C'est un dispositif simple, lisible et équitable car il a le mérite d'afficher une réduction égale à tous les contribuables. Pour défiscaliser encore davantage, il existe le Scellier intermédiaire qui porte la réduction à 37 % pour un engagement de location sur quinze ans, soit un gain fiscal maximal de 111 000 €. En contrepartie de cet avantage, le bailleur doit respecter un plafond de loyer en fonction de diverses zones, mais ce plafond n'est pas discriminatoire dans la mesure où les loyers autorisés reflètent la réalité des divers marchés. Au Scellier intermédiaire, s'ajoute un plafond de ressources des locataires, mais là encore, cette mesure n'est pas contraignante car ces plafonds correspondent à la réalité des salaires. Enfin, la possibilité de ne pouvoir acheter qu'un logement par an n'est pas véritablement pénalisante car rien n'empêche un bailleur de se positionner sur un premier achat en fin d'année et sur un second au premier trimestre de l'année suivante.

Quels sont les points sur lesquels l’investisseur doit se montrer vigilant ?
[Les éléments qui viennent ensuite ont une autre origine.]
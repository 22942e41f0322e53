use super::peripheral::PeripheralId;

/// Voice session state machine.
///
/// ```text
/// Idle ──key-down(P)──► Active(P) ──key-up(P)──► Idle
///                          │
///                          └─ peripheral P removed ─► Idle
/// ```
#[derive(Debug, Clone, Copy, PartialEq, Eq, Default)]
pub enum SessionState {
    #[default]
    Idle,
    Active { peripheral: PeripheralId },
}

impl SessionState {
    pub fn is_idle(&self) -> bool {
        matches!(self, Self::Idle)
    }

    pub fn is_active(&self) -> bool {
        matches!(self, Self::Active { .. })
    }

    /// The peripheral that owns the session, if one is active.
    pub fn peripheral(&self) -> Option<PeripheralId> {
        match self {
            Self::Active { peripheral } => Some(*peripheral),
            Self::Idle => None,
        }
    }

    /// Whether `peripheral` currently owns the session.
    pub fn is_owned_by(&self, peripheral: PeripheralId) -> bool {
        self.peripheral() == Some(peripheral)
    }
}
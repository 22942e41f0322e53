pub mod config;
pub mod diagnostics;
pub mod error;
pub mod latency;
pub mod peripheral;
pub mod report;
pub mod state;
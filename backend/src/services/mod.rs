//! Module for business logic services that sit above the repositories.

pub mod user_service;
//! Database repository for credential records.
//!
//! Persists users in the SQLite `users` table created by `Database`.

use super::UserRepository;
use crate::database::models::User;
use anyhow::Result;
use async_trait::async_trait;
use sqlx::SqlitePool;

/// Repository for user database operations.
#[derive(Clone)]
pub struct SqliteUserRepository {
    /// Shared SQLite connection pool
    pool: SqlitePool,
}

impl SqliteUserRepository {
    /// Creates a new SqliteUserRepository instance.
    ///
    /// # Arguments
    /// * `pool` - SQLite connection pool; the schema must already exist
    pub fn new(pool: SqlitePool) -> Self {
        Self { pool }
    }
}

#[async_trait]
impl UserRepository for SqliteUserRepository {
    /// # Returns
    /// `Some(User)` if a record with this username exists, `None` otherwise
    async fn find_by_username(&self, username: &str) -> Result<Option<User>> {
        let user = sqlx::query_as::<_, User>(
            r#"
            SELECT username, full_name, email, hashed_password, disabled
            FROM users WHERE username = ?
            "#,
        )
        .bind(username)
        .fetch_optional(&self.pool)
        .await?;

        Ok(user)
    }

    async fn create_user(&self, user: User) -> Result<()> {
        sqlx::query(
            r#"
            INSERT INTO users (username, full_name, email, hashed_password, disabled)
            VALUES (?, ?, ?, ?, ?)
            "#,
        )
        .bind(&user.username)
        .bind(&user.full_name)
        .bind(&user.email)
        .bind(&user.hashed_password)
        .bind(user.disabled)
        .execute(&self.pool)
        .await?;

        Ok(())
    }
}

#[cfg(test)]
mod tests {
    use super::*;
    use crate::database::Database;
    use sqlx::sqlite::SqlitePoolOptions;

    async fn repo() -> SqliteUserRepository {
        // a single connection keeps the in-memory database alive and shared
        let pool = SqlitePoolOptions::new()
            .max_connections(1)
            .connect("sqlite::memory:")
            .await
            .unwrap();
        let db = Database::from_pool(pool).await.unwrap();
        SqliteUserRepository::new(db.pool().clone())
    }

    #[tokio::test]
    async fn test_create_and_find_user() {
        let repo = repo().await;
        repo.create_user(User {
            username: "alice".to_string(),
            full_name: Some("Alice Wonderson".to_string()),
            email: Some("alice@example.com".to_string()),
            hashed_password: "$2b$04$placeholder".to_string(),
            disabled: true,
        })
        .await
        .unwrap();

        let user = repo.find_by_username("alice").await.unwrap().unwrap();
        assert_eq!(user.full_name.as_deref(), Some("Alice Wonderson"));
        assert_eq!(user.email.as_deref(), Some("alice@example.com"));
        assert!(user.disabled);
        assert!(repo.find_by_username("bob").await.unwrap().is_none());
    }

    #[tokio::test]
    async fn test_username_is_unique() {
        let repo = repo().await;
        let user = User {
            username: "johndoe".to_string(),
            full_name: None,
            email: None,
            hashed_password: "$2b$04$placeholder".to_string(),
            disabled: false,
        };

        repo.create_user(user.clone()).await.unwrap();
        assert!(repo.create_user(user).await.is_err());
    }
}
//! Global application error types.
//!
//! This module defines the error type shared by the services, repositories
//! and token utilities. Conversion into HTTP responses lives in
//! `api::common` so that this module stays free of transport concerns.

use thiserror::Error;
use validator::ValidationErrors;

/// Generic service error used across the authentication flow.
///
/// The three authentication failures are intentionally coarse: callers learn
/// *that* they were rejected, never *why* a token or password was wrong.
#[derive(Debug, Error)]
pub enum ServiceError {
    #[error("Validation error: {message}")]
    Validation { message: String },

    /// Login failed. Unknown user and wrong password are indistinguishable.
    #[error("Incorrect username or password")]
    InvalidCredentials,

    /// Token malformed, badly signed, expired or naming an unknown subject.
    #[error("Could not validate credentials")]
    InvalidToken,

    /// No bearer token was presented at all.
    #[error("Not authenticated")]
    NotAuthenticated,

    #[error("Inactive user")]
    InactiveAccount,

    #[error("Database error: {source}")]
    Database {
        #[from]
        source: anyhow::Error,
    },

    #[error("Internal error: {message}")]
    InternalError { message: String },
}

pub type ServiceResult<T> = Result<T, ServiceError>;

impl ServiceError {
    pub fn validation(message: impl Into<String>) -> Self {
        Self::Validation {
            message: message.into(),
        }
    }

    pub fn internal_error(message: impl Into<String>) -> Self {
        Self::InternalError {
            message: message.into(),
        }
    }

    /// Flattens `validator` output into a single `field: message` list.
    pub fn from_validation(errors: &ValidationErrors) -> Self {
        let error_messages: Vec<String> = errors
            .field_errors()
            .into_iter()
            .flat_map(|(field, errors)| {
                errors.iter().map(move |error| {
                    format!(
                        "{}: {}",
                        field,
                        error.message.as_ref().unwrap_or(&"Invalid value".into())
                    )
                })
            })
            .collect();
        Self::validation(error_messages.join(", "))
    }

    /// Whether the response for this error must carry a bearer challenge.
    pub fn requires_challenge(&self) -> bool {
        matches!(
            self,
            Self::InvalidCredentials | Self::InvalidToken | Self::NotAuthenticated
        )
    }
}
//! Cryptographic helpers: bcrypt password hashing and JWT handling.

pub mod jwt;
pub mod password;
//! Credential store abstractions and implementations.
//!
//! The authentication service only ever needs lookup-by-username; the write
//! path is administrative (seeding, provisioning) and never runs while
//! serving a request.

use crate::database::models::User;
use anyhow::Result;
use async_trait::async_trait;

pub mod memory_user_repository;
pub mod user_repository;

pub use memory_user_repository::InMemoryUserRepository;
pub use user_repository::SqliteUserRepository;

/// Storage backend for credential records.
#[async_trait]
pub trait UserRepository: Send + Sync {
    /// Retrieves a user by their username.
    async fn find_by_username(&self, username: &str) -> Result<Option<User>>;

    /// Stores a new credential record. Fails if the username is taken.
    async fn create_user(&self, user: User) -> Result<()>;
}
Comme pour tout achat immobilier, il faut veiller à l'emplacement du bien par rapport aux transports, aux écoles et facultés. Puis il faut analyser le marché locatif car si le bien ne se loue pas, l'avantage fiscal sera requalifié. Pour cela, il faut se faire une idée de l'offre et de son prix en surfant sur Internet, mais aussi en se rendant sur place pour discuter avec les agences locales de l'offre et de la demande locative de la ville, ce qui permettra à l'investisseur de mieux cibler les besoins et de miser sur la bonne surface. Ce ciblage de la demande est essentiel dans les zones B1 et B2 où certaines communes peuvent être saturées de studios ou de 3 pièces.

Et les pièges à éviter ?

Il faut éviter les immeubles dédiés spécifiquement à l'investissement dans la mesure où il risque d'y avoir des reventes massives lorsque l'avantage fiscal aura fini de jouer. Par ailleurs, il faut que le prix du bien soit adapté au besoin de défiscalisation de l'investisseur. Inutile de mettre 300 000 € pour rechercher un gain fiscal de 5 000 € par an, 200 000 € vont suffire.